Respondeu o outro - de bigode interessante e claramente um ex lutador - em uma sintonia eletrizante com a plateia que parecia estar toda a favor de Hades, ou melhor, Eros.
– Hades entrou com tudo nessa temporada apresentando a nova namorada para sua multidão de fãs, isso pode significar uma virada de chave na carreira dele?
Perguntou o narrador gordinho chamando brevemente a atenção de Sophie para aquela conversa que até então lhe era irrelevante.
– Com certeza, nunca vi esse menino dar um único ponto sem nó desde que ele estreiou!
Disse o de bigode e a garota voltou seus olhos para o octógono onde o árbitro levantou a mão e, como um relâmpago, Eros agarrou as pernas do oponente o fazendo desequilibrar.
– E começa a luta- Wow! Hades já vai para cima do Imperador com tudo!
O gordinho riu apontando e tentando achar uma posição melhor para entender quais técnicas os dois lutadores estavam utilizando.
Sophie prendeu a respiração, ela sabia uma coisa aqui e outra alí sobre luta por ser policial, mas ver algo assim tão de perto era muito diferente do que assistir pela TV. Principalmente quando se trata de alguém que você conhece.
– Aposto que o imperador não estava esperando por esse clinch!

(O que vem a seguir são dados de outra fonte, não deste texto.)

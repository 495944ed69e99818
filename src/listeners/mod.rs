//! # Session callbacks to the owning process.
//!
//! The [`ClientListener`] trait is the contract; the internal
//! [`ListenerHub`](hub::ListenerHub) fans callbacks out on a dedicated worker
//! so the client's mailbox never blocks on, or re-enters through, embedder
//! code.

mod hub;
mod listener;

pub use listener::ClientListener;

pub(crate) use hub::{ListenerEvent, ListenerHub};

#[cfg(feature = "logging")]
mod log;
#[cfg(feature = "logging")]
pub use log::LogListener;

Comentou o de bigode alegremente, não era todo dia em que se via um início de luta tão interessante.
– Definitivamente ele está abordando uma técnica totalmente diferente de sua habitual. Lutas no solo não são para qualquer um não!

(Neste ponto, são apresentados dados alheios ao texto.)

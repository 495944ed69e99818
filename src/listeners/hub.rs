//! # ListenerHub: non-blocking callback fan-out.
//!
//! The mailbox task must never await a listener: callbacks may be slow, may
//! re-enter the client, or may panic. The hub decouples them behind a bounded
//! queue drained by one dedicated worker task.
//!
//! ## What it guarantees
//! - `emit` returns immediately (try-send).
//! - Callbacks run in emission order, one at a time.
//! - A panicking listener is caught and logged; later callbacks still run.
//! - Events buffered at shutdown are still delivered: the worker drains the
//!   queue after the last hub handle is dropped, so a terminal `dead` always
//!   reaches the listener.
//!
//! ## What it does not guarantee
//! - Delivery under overflow: a full queue drops the callback with a warning.

use std::sync::Arc;

use futures::FutureExt;
use tokio::sync::mpsc;
use tracing::warn;

use super::listener::ClientListener;

/// One callback, queued for the fan-out worker.
#[derive(Debug)]
pub(crate) enum ListenerEvent {
    Connected {
        app_id: String,
    },
    Disconnected,
    Dead {
        reason: String,
    },
    ExecutorAdded {
        full_id: String,
        worker_id: String,
        host_port: String,
        cores: u32,
        memory_mb: u32,
    },
    ExecutorRemoved {
        full_id: String,
        message: Option<String>,
        exit_status: Option<i32>,
        worker_lost: bool,
    },
    WorkerRemoved {
        worker_id: String,
        host: String,
        message: String,
    },
}

impl ListenerEvent {
    fn label(&self) -> &'static str {
        match self {
            ListenerEvent::Connected { .. } => "connected",
            ListenerEvent::Disconnected => "disconnected",
            ListenerEvent::Dead { .. } => "dead",
            ListenerEvent::ExecutorAdded { .. } => "executor_added",
            ListenerEvent::ExecutorRemoved { .. } => "executor_removed",
            ListenerEvent::WorkerRemoved { .. } => "worker_removed",
        }
    }
}

/// Clonable emitter feeding the fan-out worker.
#[derive(Clone)]
pub(crate) struct ListenerHub {
    tx: mpsc::Sender<ListenerEvent>,
}

impl ListenerHub {
    /// Spawns the worker for `listener` with the given queue capacity.
    pub(crate) fn new(listener: Arc<dyn ClientListener>, capacity: usize) -> Self {
        let (tx, mut rx) = mpsc::channel::<ListenerEvent>(capacity.max(1));

        tokio::spawn(async move {
            while let Some(event) = rx.recv().await {
                let fut = dispatch(listener.as_ref(), event);
                if let Err(panic) = std::panic::AssertUnwindSafe(fut).catch_unwind().await {
                    warn!(?panic, "listener panicked while handling a callback");
                }
            }
        });

        Self { tx }
    }

    /// Queues one callback without blocking; overflow drops it with a warning.
    pub(crate) fn emit(&self, event: ListenerEvent) {
        match self.tx.try_send(event) {
            Ok(()) => {}
            Err(mpsc::error::TrySendError::Full(event)) => {
                warn!(event = event.label(), "listener queue full, callback dropped");
            }
            Err(mpsc::error::TrySendError::Closed(event)) => {
                warn!(event = event.label(), "listener worker gone, callback dropped");
            }
        }
    }
}

async fn dispatch(listener: &dyn ClientListener, event: ListenerEvent) {
    match event {
        ListenerEvent::Connected { app_id } => listener.connected(&app_id).await,
        ListenerEvent::Disconnected => listener.disconnected().await,
        ListenerEvent::Dead { reason } => listener.dead(&reason).await,
        ListenerEvent::ExecutorAdded {
            full_id,
            worker_id,
            host_port,
            cores,
            memory_mb,
        } => {
            listener
                .executor_added(&full_id, &worker_id, &host_port, cores, memory_mb)
                .await
        }
        ListenerEvent::ExecutorRemoved {
            full_id,
            message,
            exit_status,
            worker_lost,
        } => {
            listener
                .executor_removed(&full_id, message.as_deref(), exit_status, worker_lost)
                .await
        }
        ListenerEvent::WorkerRemoved {
            worker_id,
            host,
            message,
        } => listener.worker_removed(&worker_id, &host, &message).await,
    }
}

#[cfg(test)]
mod tests {
    use async_trait::async_trait;
    use tokio::sync::mpsc::UnboundedSender;

    use super::*;

    struct Recorder {
        tx: UnboundedSender<String>,
        panic_on_connected: bool,
    }

    #[async_trait]
    impl ClientListener for Recorder {
        async fn connected(&self, app_id: &str) {
            if self.panic_on_connected {
                panic!("listener bug");
            }
            let _ = self.tx.send(format!("connected:{app_id}"));
        }

        async fn disconnected(&self) {
            let _ = self.tx.send("disconnected".into());
        }

        async fn dead(&self, reason: &str) {
            let _ = self.tx.send(format!("dead:{reason}"));
        }
    }

    #[tokio::test]
    async fn test_callbacks_run_in_emission_order() {
        let (tx, mut rx) = tokio::sync::mpsc::unbounded_channel();
        let hub = ListenerHub::new(
            Arc::new(Recorder {
                tx,
                panic_on_connected: false,
            }),
            16,
        );

        hub.emit(ListenerEvent::Connected {
            app_id: "app-1".into(),
        });
        hub.emit(ListenerEvent::Disconnected);
        hub.emit(ListenerEvent::Dead {
            reason: "done".into(),
        });

        assert_eq!(rx.recv().await.unwrap(), "connected:app-1");
        assert_eq!(rx.recv().await.unwrap(), "disconnected");
        assert_eq!(rx.recv().await.unwrap(), "dead:done");
    }

    #[tokio::test]
    async fn test_panicking_listener_does_not_kill_the_worker() {
        let (tx, mut rx) = tokio::sync::mpsc::unbounded_channel();
        let hub = ListenerHub::new(
            Arc::new(Recorder {
                tx,
                panic_on_connected: true,
            }),
            16,
        );

        hub.emit(ListenerEvent::Connected {
            app_id: "app-1".into(),
        });
        hub.emit(ListenerEvent::Dead {
            reason: "still alive".into(),
        });

        assert_eq!(rx.recv().await.unwrap(), "dead:still alive");
    }
}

Rebateu o outro fazendo Sophie querer roer a pele dos dedos em expectativa.
Ele era invicto, certo? Não tinha como ele perder mesmo fora de sua zona de conforto, certo?

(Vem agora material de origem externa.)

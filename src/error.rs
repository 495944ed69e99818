//! Error types used by the RPC layer and the application client.
//!
//! This module defines two main error enums:
//!
//! - [`RpcError`] — failures of the messaging substrate: unreachable peers,
//!   stopped endpoints, abandoned or timed-out calls.
//! - [`ClientError`] — failures of the [`AppClient`](crate::AppClient)
//!   lifecycle itself.
//!
//! Both types provide `as_label` helpers producing short stable strings for
//! logs and metrics. [`RpcError::is_canceled`] distinguishes an abandoned
//! call (the callee dropped the [`Reply`](crate::Reply) without resolving it,
//! typically during shutdown) from a genuine failure.

use std::time::Duration;

use thiserror::Error;

use crate::rpc::Address;

/// # Errors produced by the messaging substrate.
///
/// Transport-transient variants (`Unreachable`, `Timeout`) are retried only
/// by the registration round machinery; forwarded per-call requests surface
/// them to the caller as-is.
#[non_exhaustive]
#[derive(Error, Debug)]
pub enum RpcError {
    /// No process is reachable at the given address.
    #[error("{address} is unreachable")]
    Unreachable {
        /// The address that could not be contacted.
        address: Address,
    },

    /// The address is reachable but hosts no endpoint with this name.
    #[error("no endpoint named {name:?} at {address}")]
    NotFound {
        /// The requested endpoint name.
        name: String,
        /// The address that was queried.
        address: Address,
    },

    /// An endpoint with this name already exists in the local registry.
    #[error("an endpoint named {name:?} is already registered")]
    AlreadyRegistered {
        /// The contested endpoint name.
        name: String,
    },

    /// The target endpoint has stopped; its mailbox no longer accepts messages.
    #[error("endpoint {name:?} is stopped")]
    EndpointStopped {
        /// Name of the stopped endpoint.
        name: String,
    },

    /// A request/reply call did not complete within the allotted time.
    #[error("call timed out after {elapsed:?}")]
    Timeout {
        /// How long the caller waited.
        elapsed: Duration,
    },

    /// The callee dropped the pending call without resolving it.
    ///
    /// Distinct from failure: this is the shutdown/abandonment signal and is
    /// silently dropped by forwarding code rather than relayed as an error.
    #[error("call dropped before a reply was sent")]
    Canceled,

    /// The remote handler resolved the call with an application-level failure.
    #[error("handler failed: {reason}")]
    Handler {
        /// Failure description supplied by the handler.
        reason: String,
    },

    /// An address string could not be parsed as `host:port`.
    #[error("invalid address {input:?}, expected host:port")]
    InvalidAddress {
        /// The rejected input.
        input: String,
    },
}

impl RpcError {
    /// Returns a short stable label (snake_case) for use in logs/metrics.
    pub fn as_label(&self) -> &'static str {
        match self {
            RpcError::Unreachable { .. } => "rpc_unreachable",
            RpcError::NotFound { .. } => "rpc_not_found",
            RpcError::AlreadyRegistered { .. } => "rpc_already_registered",
            RpcError::EndpointStopped { .. } => "rpc_endpoint_stopped",
            RpcError::Timeout { .. } => "rpc_timeout",
            RpcError::Canceled => "rpc_canceled",
            RpcError::Handler { .. } => "rpc_handler_failure",
            RpcError::InvalidAddress { .. } => "rpc_invalid_address",
        }
    }

    /// True if this is the abandonment signal rather than a genuine failure.
    pub fn is_canceled(&self) -> bool {
        matches!(self, RpcError::Canceled)
    }
}

/// # Errors produced by the [`AppClient`](crate::AppClient) lifecycle.
#[non_exhaustive]
#[derive(Error, Debug)]
pub enum ClientError {
    /// `start()` was called on a client that is already running or was stopped.
    #[error("client already started")]
    AlreadyStarted,

    /// The client endpoint could not be brought up; the session is dead on
    /// arrival and the failure is not retried.
    #[error("client failed to start: {reason}")]
    StartFailed {
        /// Why startup failed.
        reason: String,
    },

    /// An underlying RPC failure.
    #[error(transparent)]
    Rpc(#[from] RpcError),
}

impl ClientError {
    /// Returns a short stable label (snake_case) for use in logs/metrics.
    pub fn as_label(&self) -> &'static str {
        match self {
            ClientError::AlreadyStarted => "client_already_started",
            ClientError::StartFailed { .. } => "client_start_failed",
            ClientError::Rpc(e) => e.as_label(),
        }
    }
}

#[cfg(test)]
mod tests {
    use super::*;

    #[test]
    fn test_labels_are_stable() {
        let timeout = RpcError::Timeout {
            elapsed: Duration::from_secs(10),
        };
        assert_eq!(timeout.as_label(), "rpc_timeout");
        assert!(!timeout.is_canceled());
        assert!(RpcError::Canceled.is_canceled());
        assert_eq!(
            ClientError::from(RpcError::Canceled).as_label(),
            "rpc_canceled"
        );
    }

    #[test]
    fn test_timeout_reports_elapsed() {
        let timeout = RpcError::Timeout {
            elapsed: Duration::from_secs(10),
        };
        assert_eq!(timeout.to_string(), "call timed out after 10s");
    }
}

Uma derrota arruinaria o início da temporada e isso significaria muitos fãs furiosos colocando toda a culpa nela por ter distraído ele de alguma forma.
– Ah, mas estamos falando do Hades. Não importa a abordagem, ele sempre dá um jeito de alcançar o cinturão!
Agora ela nem mesmo sabia quem é que estava falando, só se concentrava na maneira que aqueles dois lutadores se remexiam no chão do octógono.
Mesmo sendo bem difícil de identificar o que Eros estava tentando fazer, ela soube exatamente que a luta já estava ganha quando viu o grego entrelaçar as pernas na cintura do oponente e fechar um chave de braço perfeita fazendo o outro bater no chão desistindo.
– Foram exatos cinquenta segundos de luta! Um novo recorde do invicto!
Os narradores estavam em polvorosa, a multidão gritava incessantemente o nome fantasia de Eros e o mesmo comemorou como sempre fazia, tentando mostrar ao povo que nada mudou, nada estava fora do lugar.
Mas Sophie conseguia ver algo que mais ninguém alí estava vendo.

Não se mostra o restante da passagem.